Sin embargo, no pretendemos ir más allá sin responder a dos objeciones, que no carecen de peso, y que no queremos dejar sin respuesta.
En cierto número de libros latinos de la Edad Media encontramos, para describir la caballería, una expresión que los "romanistas" nos oponen triunfalmente, y de cuyo origen romano no se puede dudar seriamente. Cuando se quiere significar que un caballero ha sido creado, se indica que el individuo ha sido ceñido con el cingulum militare. Aquí nos encontramos en pleno lenguaje romano, y la palabra significaba ciertos términos que describían la admisión al servicio militar, la liberación de este servicio y la degradación del legionario. Cuando San Martín dejó la milicia, su acción fue calificada como solutio cinguli, y a todos los que actúan como él se les lanza la insultante expresión militaribus zonis discincti. La faja que sostiene la espada del oficial romano -cingulum zona, o más bien cinctorium-, como también el baldric, de balteus, pasaba por encima del hombro y estaba destinado a sostener el arma del soldado común. "Se percibe muy bien", dicen nuestros adversarios, "que tenemos que ver con un traje romano". Dos observaciones muy simples bastarán, tal vez, para llegar al fondo de tan engañoso argumento: La primera es que los alemanes en los primeros tiempos llevaban, a imitación de los romanos, "un ancho cinturón ornamentado con protuberancias de metal", un baldaquino, por el que sus espadas estaban suspendidas en el lado izquierdo; y la segunda es que los cronistas de antaño, que escribían en latín y afectaban al estilo clásico, adoptaron muy naturalmente la palabra cingulum en todas sus acepciones, e hicieron uso de esta paráfrasis latina -cingulo militari decorare- para expresar esta solemne adopción de la espada. Esta costumbre evidentemente alemana fue siempre uno de los principales ritos de la colación de caballería. No hay, pues, más que una reminiscencia algo vaga de una costumbre romana con una conjunción muy natural de términos que ha sido siempre la costumbre de un pueblo literario.

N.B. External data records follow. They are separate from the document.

//! Editions: themed submission periods.
//!
//! Edition 0 ("No edition") always exists and holds every post submitted
//! outside a themed week. The current edition is the newest one that has
//! not been deleted.

use rusqlite::{params, OptionalExtension, Row};
use serde::Serialize;
use tracing::info;

use super::{Result, Store, StoreError};

/// Id of the built-in "No edition" edition.
pub const NO_EDITION: i64 = 0;

/// An edition.
#[derive(Debug, Clone, PartialEq, Eq, Serialize)]
pub struct Edition {
    pub id: i64,
    pub name: String,
    pub description: String,
    pub deleted: bool,
}

fn edition_from_row(row: &Row<'_>) -> rusqlite::Result<Edition> {
    Ok(Edition {
        id: row.get(0)?,
        name: row.get(1)?,
        description: row.get::<_, Option<String>>(2)?.unwrap_or_default(),
        deleted: row.get(3)?,
    })
}

impl Store {
    /// All editions: "No edition" first, then newest first.
    pub fn list_editions(&self, include_deleted: bool) -> Result<Vec<Edition>> {
        let mut stmt = self.conn().prepare_cached(
            "SELECT id, name, description, deleted
             FROM editions
             WHERE ?1 OR deleted = 0
             ORDER BY id = 0 DESC, id DESC",
        )?;
        let editions = stmt
            .query_map([include_deleted], edition_from_row)?
            .collect::<rusqlite::Result<Vec<_>>>()?;

        Ok(editions)
    }

    /// Get an edition by id, deleted or not.
    pub fn edition(&self, id: i64) -> Result<Option<Edition>> {
        Ok(self
            .conn()
            .query_row(
                "SELECT id, name, description, deleted FROM editions WHERE id = ?1",
                [id],
                edition_from_row,
            )
            .optional()?)
    }

    /// Id of the current edition, [`NO_EDITION`] when none is running.
    pub fn current_edition(&self) -> Result<i64> {
        let id: Option<i64> = self.conn().query_row(
            "SELECT MAX(id) FROM editions WHERE deleted = 0",
            [],
            |row| row.get(0),
        )?;
        Ok(id.unwrap_or(NO_EDITION))
    }

    /// Start a new edition. It becomes the current one.
    pub fn create_edition(&self, name: &str, description: &str) -> Result<Edition> {
        let edition = self.conn().query_row(
            "INSERT INTO editions (name, description) VALUES (?1, ?2)
             RETURNING id, name, description, deleted",
            params![name, description],
            edition_from_row,
        )?;

        info!(edition = edition.id, name = %edition.name, "Created edition");

        Ok(edition)
    }

    /// Soft-delete an edition. Posts keep their edition tag.
    pub fn delete_edition(&self, id: i64) -> Result<()> {
        if id == NO_EDITION {
            return Err(StoreError::InvalidState(
                "the \"No edition\" edition cannot be deleted".to_string(),
            ));
        }

        let changed = self.conn().execute(
            "UPDATE editions SET deleted = 1 WHERE id = ?1 AND deleted = 0",
            [id],
        )?;

        if changed == 0 {
            return Err(StoreError::EditionNotFound(id));
        }

        info!(edition = id, "Deleted edition");
        Ok(())
    }
}

#[cfg(test)]
mod tests {
    use super::*;

    #[test]
    fn test_no_edition_seeded() {
        let store = Store::open_in_memory().unwrap();

        let editions = store.list_editions(false).unwrap();
        assert_eq!(editions.len(), 1);
        assert_eq!(editions[0].id, NO_EDITION);
        assert_eq!(editions[0].name, "No edition");
        assert_eq!(store.current_edition().unwrap(), NO_EDITION);
    }

    #[test]
    fn test_ordering_and_current() {
        let store = Store::open_in_memory().unwrap();
        let one = store.create_edition("Week 1", "Rain").unwrap();
        let two = store.create_edition("Week 2", "").unwrap();

        assert_eq!(one.description, "Rain");
        assert!(!one.deleted);

        let ids: Vec<i64> = store.list_editions(false).unwrap().iter().map(|e| e.id).collect();
        assert_eq!(ids, vec![NO_EDITION, two.id, one.id]);
        assert_eq!(store.current_edition().unwrap(), two.id);

        store.delete_edition(two.id).unwrap();
        assert_eq!(store.current_edition().unwrap(), one.id);

        let ids: Vec<i64> = store.list_editions(false).unwrap().iter().map(|e| e.id).collect();
        assert_eq!(ids, vec![NO_EDITION, one.id]);
        assert_eq!(store.list_editions(true).unwrap().len(), 3);
        assert!(store.edition(two.id).unwrap().unwrap().deleted);
    }

    #[test]
    fn test_delete_rules() {
        let store = Store::open_in_memory().unwrap();

        assert!(matches!(
            store.delete_edition(NO_EDITION),
            Err(StoreError::InvalidState(_))
        ));
        assert!(matches!(
            store.delete_edition(42),
            Err(StoreError::EditionNotFound(42))
        ));

        let edition = store.create_edition("Week 1", "").unwrap();
        store.delete_edition(edition.id).unwrap();
        assert!(matches!(
            store.delete_edition(edition.id),
            Err(StoreError::EditionNotFound(_))
        ));
    }
}
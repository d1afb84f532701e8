//! Writers Jam - anonymous short fiction and poetry.
//!
//! Writers submit pieces without an account, optionally protected by an
//! edit code. Readers browse, search and comment. Themed editions group
//! submissions, and a small team of admins moderates through a JWT-guarded
//! API with an append-only audit trail.
//!
//! # Architecture
//!
//! ```text
//! ┌──────────────────────────────────────────────────────────────┐
//! │                          API (axum)                          │
//! │  public routes · edit sessions · admin guard · rate limits   │
//! └───────────────┬───────────────────────────────┬──────────────┘
//!                 │                               │
//! ┌───────────────┴──────────────┐  ┌─────────────┴──────────────┐
//! │  feed                        │  │  auth                      │
//! │  home page pools + TTL cache │  │  argon2 + HS256 tokens     │
//! └───────────────┬──────────────┘  └────────────────────────────┘
//!                 │
//! ┌───────────────┴──────────────────────────────────────────────┐
//! │                      store (SQLite)                          │
//! │  posts · comments · editions · admins · moderation log · FTS │
//! └──────────────────────────────────────────────────────────────┘
//! ```
//!
//! Posts are addressed publicly by 8-character tokens (see [`hashid`]),
//! never by their row ids.

// === Core Modules ===

/// Post token encoding.
pub mod hashid;

/// SQLite persistence.
pub mod store;

/// Home page feed composition.
pub mod feed;

/// Admin authentication and password hashing.
pub mod auth;

/// Post edit sessions.
pub mod sessions;

/// Server configuration.
pub mod config;

/// JSON HTTP API.
pub mod api;

// === Re-exports ===

pub use config::AppConfig;
pub use store::{Store, StoreError};
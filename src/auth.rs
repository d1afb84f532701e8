//! Admin authentication.
//!
//! Admins sign in with a username and password and receive an HS256 JWT
//! that is valid for 24 hours. Passwords and post edit codes are stored as
//! argon2 PHC strings.
//!
//! Several secrets may be configured to allow rotation: tokens are always
//! signed with the first one and accepted when any of them verifies.

use std::sync::LazyLock;

use argon2::password_hash::{PasswordHash, PasswordHasher, PasswordVerifier, SaltString};
use argon2::Argon2;
use jsonwebtoken::{Algorithm, DecodingKey, EncodingKey, Header, Validation};
use regex::Regex;
use serde::{Deserialize, Serialize};
use thiserror::Error;

/// How long an admin token stays valid.
pub const TOKEN_TTL_SECS: i64 = 24 * 60 * 60;

/// Length of an admin signup code.
pub const SIGNUP_CODE_LEN: usize = 8;

/// Minimum admin password length.
pub const MIN_PASSWORD_LEN: usize = 8;

static USERNAME: LazyLock<Regex> =
    LazyLock::new(|| Regex::new(r"^[A-Za-z0-9_]{3,50}$").expect("valid username regex"));

/// Auth errors.
#[derive(Debug, Error)]
pub enum AuthError {
    #[error("No token provided")]
    MissingToken,

    #[error("Token is invalid or has expired")]
    InvalidToken,

    #[error("Invalid username or password")]
    InvalidCredentials,

    #[error("At least one secret must be configured")]
    NoSecrets,

    #[error("{0}")]
    Validation(String),

    #[error("Password hashing failed: {0}")]
    Hash(String),

    #[error("Token signing failed: {0}")]
    Jwt(#[from] jsonwebtoken::errors::Error),
}

/// JWT payload.
#[derive(Debug, Clone, PartialEq, Eq, Serialize, Deserialize)]
pub struct Claims {
    pub username: String,
    /// Issued at, Unix seconds.
    pub iat: i64,
    /// Expiry, Unix seconds.
    pub exp: i64,
}

/// Signing and verification keys derived from the configured secrets.
#[derive(Clone)]
pub struct JwtKeys {
    signing: EncodingKey,
    verifying: Vec<DecodingKey>,
    validation: Validation,
}

impl JwtKeys {
    pub fn new(secrets: &[String]) -> Result<Self, AuthError> {
        let first = secrets.first().ok_or(AuthError::NoSecrets)?;

        Ok(Self {
            signing: EncodingKey::from_secret(first.as_bytes()),
            verifying: secrets
                .iter()
                .map(|s| DecodingKey::from_secret(s.as_bytes()))
                .collect(),
            validation: Validation::new(Algorithm::HS256),
        })
    }

    /// Issue a token for `username`.
    pub fn sign(&self, username: &str) -> Result<String, AuthError> {
        let iat = chrono::Utc::now().timestamp();
        let claims = Claims {
            username: username.to_string(),
            iat,
            exp: iat + TOKEN_TTL_SECS,
        };

        Ok(jsonwebtoken::encode(
            &Header::new(Algorithm::HS256),
            &claims,
            &self.signing,
        )?)
    }

    /// Verify a token against every configured secret.
    pub fn verify(&self, token: &str) -> Result<Claims, AuthError> {
        self.verifying
            .iter()
            .find_map(|key| jsonwebtoken::decode::<Claims>(token, key, &self.validation).ok())
            .map(|data| data.claims)
            .ok_or(AuthError::InvalidToken)
    }
}

/// Extract the token from an `Authorization: Bearer <token>` header value.
pub fn bearer_token(header: Option<&str>) -> Result<&str, AuthError> {
    header
        .and_then(|h| h.strip_prefix("Bearer "))
        .map(str::trim)
        .filter(|t| !t.is_empty())
        .ok_or(AuthError::MissingToken)
}

/// Hash a password or edit code into a PHC string.
pub fn hash_password(password: &str) -> Result<String, AuthError> {
    let salt = SaltString::generate(&mut rand::rngs::OsRng);

    Argon2::default()
        .hash_password(password.as_bytes(), &salt)
        .map(|hash| hash.to_string())
        .map_err(|e| AuthError::Hash(e.to_string()))
}

/// Check a password against a stored PHC string. Malformed hashes never match.
pub fn verify_password(password: &str, hash: &str) -> bool {
    PasswordHash::new(hash)
        .map(|parsed| {
            Argon2::default()
                .verify_password(password.as_bytes(), &parsed)
                .is_ok()
        })
        .unwrap_or(false)
}

/// Validate admin signup input.
pub fn validate_signup(username: &str, password: &str, code: &str) -> Result<(), AuthError> {
    if !USERNAME.is_match(username) {
        return Err(AuthError::Validation(
            "username must be 3 to 50 letters, digits or underscores".to_string(),
        ));
    }

    if password.chars().count() < MIN_PASSWORD_LEN {
        return Err(AuthError::Validation(format!(
            "password must be at least {MIN_PASSWORD_LEN} characters"
        )));
    }

    if code.chars().count() != SIGNUP_CODE_LEN {
        return Err(AuthError::Validation(format!(
            "signup code must be exactly {SIGNUP_CODE_LEN} characters"
        )));
    }

    Ok(())
}

#[cfg(test)]
mod tests {
    use super::*;

    fn keys(secrets: &[&str]) -> JwtKeys {
        let secrets: Vec<String> = secrets.iter().map(|s| s.to_string()).collect();
        JwtKeys::new(&secrets).unwrap()
    }

    #[test]
    fn test_sign_and_verify() {
        let keys = keys(&["first-secret"]);
        let token = keys.sign("marlowe").unwrap();

        let claims = keys.verify(&token).unwrap();
        assert_eq!(claims.username, "marlowe");
        assert_eq!(claims.exp - claims.iat, TOKEN_TTL_SECS);
    }

    #[test]
    fn test_any_secret_verifies() {
        let old = keys(&["old-secret"]);
        let rotated = keys(&["new-secret", "old-secret"]);

        let token = old.sign("marlowe").unwrap();
        assert_eq!(rotated.verify(&token).unwrap().username, "marlowe");

        // New tokens use the first secret only.
        let token = rotated.sign("marlowe").unwrap();
        assert!(matches!(old.verify(&token), Err(AuthError::InvalidToken)));
    }

    #[test]
    fn test_rejects_tampered_and_expired() {
        let keys = keys(&["secret"]);
        assert!(matches!(keys.verify("not.a.jwt"), Err(AuthError::InvalidToken)));

        let now = chrono::Utc::now().timestamp();
        let expired = jsonwebtoken::encode(
            &Header::new(Algorithm::HS256),
            &Claims {
                username: "marlowe".to_string(),
                iat: now - 2 * TOKEN_TTL_SECS,
                exp: now - TOKEN_TTL_SECS,
            },
            &EncodingKey::from_secret(b"secret"),
        )
        .unwrap();
        assert!(matches!(keys.verify(&expired), Err(AuthError::InvalidToken)));
    }

    #[test]
    fn test_no_secrets() {
        assert!(matches!(JwtKeys::new(&[]), Err(AuthError::NoSecrets)));
    }

    #[test]
    fn test_bearer_token() {
        assert_eq!(bearer_token(Some("Bearer abc.def")).unwrap(), "abc.def");
        assert!(matches!(bearer_token(None), Err(AuthError::MissingToken)));
        assert!(matches!(bearer_token(Some("Basic abc")), Err(AuthError::MissingToken)));
        assert!(matches!(bearer_token(Some("Bearer ")), Err(AuthError::MissingToken)));
    }

    #[test]
    fn test_password_hashing() {
        let hash = hash_password("correct horse").unwrap();
        assert!(hash.starts_with("$argon2"));
        assert!(verify_password("correct horse", &hash));
        assert!(!verify_password("wrong horse", &hash));
        assert!(!verify_password("correct horse", "plaintext"));
        assert!(!verify_password("correct horse", ""));
    }

    #[test]
    fn test_validate_signup() {
        assert!(validate_signup("marlowe_1", "longenough", "deadbeef").is_ok());
        assert!(validate_signup("ab", "longenough", "deadbeef").is_err());
        assert!(validate_signup(&"a".repeat(51), "longenough", "deadbeef").is_err());
        assert!(validate_signup("bad name", "longenough", "deadbeef").is_err());
        assert!(validate_signup("marlowe", "short", "deadbeef").is_err());
        assert!(validate_signup("marlowe", "longenough", "dead").is_err());
    }
}
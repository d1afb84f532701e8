//! Schema creation and in-place upgrades.
//!
//! Table and column names match databases written by earlier deployments,
//! including the `"for"` column on comments, so an existing
//! `writers-jam.db` opens unchanged.

use rusqlite::Connection;
use tracing::info;

use super::Result;

const TABLES: &str = r#"
CREATE TABLE IF NOT EXISTS post (
    id INTEGER PRIMARY KEY AUTOINCREMENT,
    content TEXT NOT NULL,
    nsfw BOOLEAN NOT NULL,
    password TEXT,
    triggers TEXT,
    title TEXT,
    author TEXT,
    views INTEGER NOT NULL DEFAULT 0,
    reports INTEGER NOT NULL DEFAULT 0,
    updated INTEGER NOT NULL,
    deleted BOOLEAN NOT NULL DEFAULT 0,
    tags TEXT
);

CREATE TABLE IF NOT EXISTS comment (
    id TEXT PRIMARY KEY,
    "for" INTEGER NOT NULL,
    content TEXT NOT NULL,
    author TEXT,
    posted INTEGER NOT NULL,
    FOREIGN KEY ("for") REFERENCES post(id) ON DELETE CASCADE
);

CREATE INDEX IF NOT EXISTS comment_for ON comment ("for");

CREATE TABLE IF NOT EXISTS post_id_map (
    ulid TEXT PRIMARY KEY,
    new_id INTEGER UNIQUE NOT NULL
);

CREATE TABLE IF NOT EXISTS editions (
    id INTEGER PRIMARY KEY AUTOINCREMENT,
    name TEXT NOT NULL,
    deleted BOOLEAN NOT NULL DEFAULT 0,
    description TEXT DEFAULT ''
);

INSERT OR IGNORE INTO editions (id, name) VALUES (0, 'No edition');

CREATE TABLE IF NOT EXISTS admin_codes (
    code INTEGER PRIMARY KEY,
    created_at INTEGER
);

CREATE TABLE IF NOT EXISTS admins (
    username TEXT PRIMARY KEY,
    password TEXT NOT NULL,
    created_at INTEGER
);

CREATE TABLE IF NOT EXISTS moderation_log (
    id INTEGER PRIMARY KEY AUTOINCREMENT,
    admin TEXT NOT NULL,
    action TEXT NOT NULL,
    target TEXT NOT NULL,
    details TEXT,
    created_at INTEGER NOT NULL
);

CREATE TRIGGER IF NOT EXISTS moderation_log_no_update BEFORE UPDATE ON moderation_log BEGIN
    SELECT RAISE(ABORT, 'moderation log is append-only');
END;

CREATE TRIGGER IF NOT EXISTS moderation_log_no_delete BEFORE DELETE ON moderation_log BEGIN
    SELECT RAISE(ABORT, 'moderation log is append-only');
END;
"#;

// External-content FTS5 rows must be removed with the 'delete' command and
// the exact values they were indexed with, so deleted posts are only ever
// "deleted" from the index once.
const FTS: &str = r#"
CREATE VIRTUAL TABLE IF NOT EXISTS post_fts USING fts5(
    content,
    title,
    author,
    content='post',
    content_rowid='id',
    tokenize = 'porter unicode61'
);

DROP TRIGGER IF EXISTS post_ai;
DROP TRIGGER IF EXISTS post_au;
DROP TRIGGER IF EXISTS post_ad;

CREATE TRIGGER post_ai AFTER INSERT ON post BEGIN
    INSERT INTO post_fts (rowid, content, title, author)
    SELECT new.id, new.content, new.title, new.author
    WHERE new.deleted = 0;
END;

CREATE TRIGGER post_au AFTER UPDATE OF content, title, author, deleted ON post BEGIN
    INSERT INTO post_fts (post_fts, rowid, content, title, author)
    SELECT 'delete', old.id, old.content, old.title, old.author
    WHERE old.deleted = 0;

    INSERT INTO post_fts (rowid, content, title, author)
    SELECT new.id, new.content, new.title, new.author
    WHERE new.deleted = 0;
END;

CREATE TRIGGER post_ad AFTER DELETE ON post BEGIN
    INSERT INTO post_fts (post_fts, rowid, content, title, author)
    SELECT 'delete', old.id, old.content, old.title, old.author
    WHERE old.deleted = 0;
END;
"#;

/// Create every table, index and trigger that does not exist yet.
pub(super) fn init(conn: &Connection) -> Result<()> {
    conn.execute_batch("PRAGMA journal_mode = WAL")?;
    conn.execute_batch("PRAGMA foreign_keys = ON")?;

    conn.execute_batch(TABLES)?;
    add_missing_columns(conn)?;
    conn.execute_batch(FTS)?;

    Ok(())
}

/// Older databases predate the `tags` column.
fn add_missing_columns(conn: &Connection) -> Result<()> {
    let mut stmt = conn.prepare("SELECT name FROM pragma_table_info('post')")?;
    let columns = stmt
        .query_map([], |row| row.get::<_, String>(0))?
        .collect::<std::result::Result<Vec<_>, _>>()?;

    if !columns.iter().any(|c| c == "tags") {
        conn.execute_batch("ALTER TABLE post ADD COLUMN tags TEXT")?;
        info!("Added tags column to post table");
    }

    Ok(())
}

En resumen, la palabra es romana, pero la cosa en sí es alemana. Entre la milicia de los romanos y la caballería de la Edad Media no hay realmente nada en común, salvo la profesión militar considerada en general. La admisión oficial del soldado romano en un ejército organizado jerárquicamente no se parece en nada a la admisión de un nuevo caballero en una especie de colegio militar y en la "rosa de la sociedad". Al leer además el ritual singularmente primitivo y bárbaro del servicio de recepción de caballeros en el siglo XII, uno se persuade de que las palabras exhalan un olor alemán, y no tienen nada de romano. Pero hay otro argumento que parece decisivo. El legionario romano no podía, por regla general, retirarse del servicio; no podía evitar el baldón. El joven caballero de la Edad Media, por el contrario, era siempre libre de armarse o no a su antojo, al igual que los demás caballeros son libres de abandonar o unirse a sus filas. La principal característica del servicio caballeresco, y que lo separa más decididamente de la milicia romana, era su libertad de acción.
Se hace una objeción muy engañosa con respecto al feudalismo, que algunas personas de mente clara se obstinan en confundir con la caballería. Esta era la teoría favorita de Montalembert. Ahora bien, hay dos tipos de feudalismo, que los antiguos feudales expresaron muy claramente en dos palabras ahora obsoletas: "feudos de dignidad" y "feudos simples". Hacia mediados del siglo IX, los duques y condes se independizaron del poder central y declararon que el pueblo les debía la misma lealtad que al emperador o al rey. Tales fueron los actos de los "feudos de dignidad", y podemos admitir de inmediato que no tenían nada en común con la caballería. Los "feudos simples", por lo tanto, permanecieron.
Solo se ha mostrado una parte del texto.